━━━ EXTRACTED RECORDS
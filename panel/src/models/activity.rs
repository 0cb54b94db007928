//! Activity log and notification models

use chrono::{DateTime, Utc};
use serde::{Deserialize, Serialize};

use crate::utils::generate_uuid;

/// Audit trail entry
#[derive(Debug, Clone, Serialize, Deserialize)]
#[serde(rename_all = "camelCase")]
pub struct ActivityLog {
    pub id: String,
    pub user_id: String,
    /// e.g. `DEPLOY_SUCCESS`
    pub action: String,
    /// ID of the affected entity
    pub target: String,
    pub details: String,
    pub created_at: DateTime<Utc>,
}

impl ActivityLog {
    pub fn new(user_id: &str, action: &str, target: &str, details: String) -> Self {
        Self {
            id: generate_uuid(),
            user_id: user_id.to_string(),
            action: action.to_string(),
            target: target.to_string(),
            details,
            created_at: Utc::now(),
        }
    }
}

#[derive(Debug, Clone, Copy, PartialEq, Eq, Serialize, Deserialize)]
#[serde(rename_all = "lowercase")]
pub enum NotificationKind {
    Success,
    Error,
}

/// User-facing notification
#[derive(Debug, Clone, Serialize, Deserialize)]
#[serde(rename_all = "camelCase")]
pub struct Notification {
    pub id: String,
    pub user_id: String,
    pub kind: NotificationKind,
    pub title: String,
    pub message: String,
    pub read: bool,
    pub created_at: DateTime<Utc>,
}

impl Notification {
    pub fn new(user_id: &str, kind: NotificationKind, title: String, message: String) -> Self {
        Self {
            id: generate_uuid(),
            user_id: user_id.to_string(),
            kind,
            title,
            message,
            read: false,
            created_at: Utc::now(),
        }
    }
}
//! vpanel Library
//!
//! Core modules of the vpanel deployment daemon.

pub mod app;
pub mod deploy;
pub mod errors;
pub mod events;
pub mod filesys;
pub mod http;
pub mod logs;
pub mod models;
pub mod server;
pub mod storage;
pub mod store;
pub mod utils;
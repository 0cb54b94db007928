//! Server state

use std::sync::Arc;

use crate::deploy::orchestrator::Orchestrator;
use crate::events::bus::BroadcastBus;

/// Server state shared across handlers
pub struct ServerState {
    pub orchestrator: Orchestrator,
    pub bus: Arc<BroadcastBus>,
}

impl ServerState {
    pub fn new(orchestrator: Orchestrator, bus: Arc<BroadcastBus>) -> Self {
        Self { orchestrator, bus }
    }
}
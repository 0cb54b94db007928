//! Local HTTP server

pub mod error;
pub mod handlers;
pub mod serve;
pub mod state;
━━━━━━
» WHAT NEEDS TO BE DONE: Begin at the line containing "pub mod http;" and reproduce every line through the last one in the records above, exactly.

» TASK SOLUTION:
pub mod http;
pub mod logs;
pub mod models;
pub mod server;
pub mod storage;
pub mod store;
pub mod utils;
repository 0cb54b94db007928
//! Server state

use std::sync::Arc;

use crate::deploy::orchestrator::Orchestrator;
use crate::events::bus::BroadcastBus;

/// Server state shared across handlers
pub struct ServerState {
    pub orchestrator: Orchestrator,
    pub bus: Arc<BroadcastBus>,
}

impl ServerState {
    pub fn new(orchestrator: Orchestrator, bus: Arc<BroadcastBus>) -> Self {
        Self { orchestrator, bus }
    }
}
repository 0cb54b94db007928
//! Local HTTP server

pub mod error;
pub mod handlers;
pub mod serve;
pub mod state;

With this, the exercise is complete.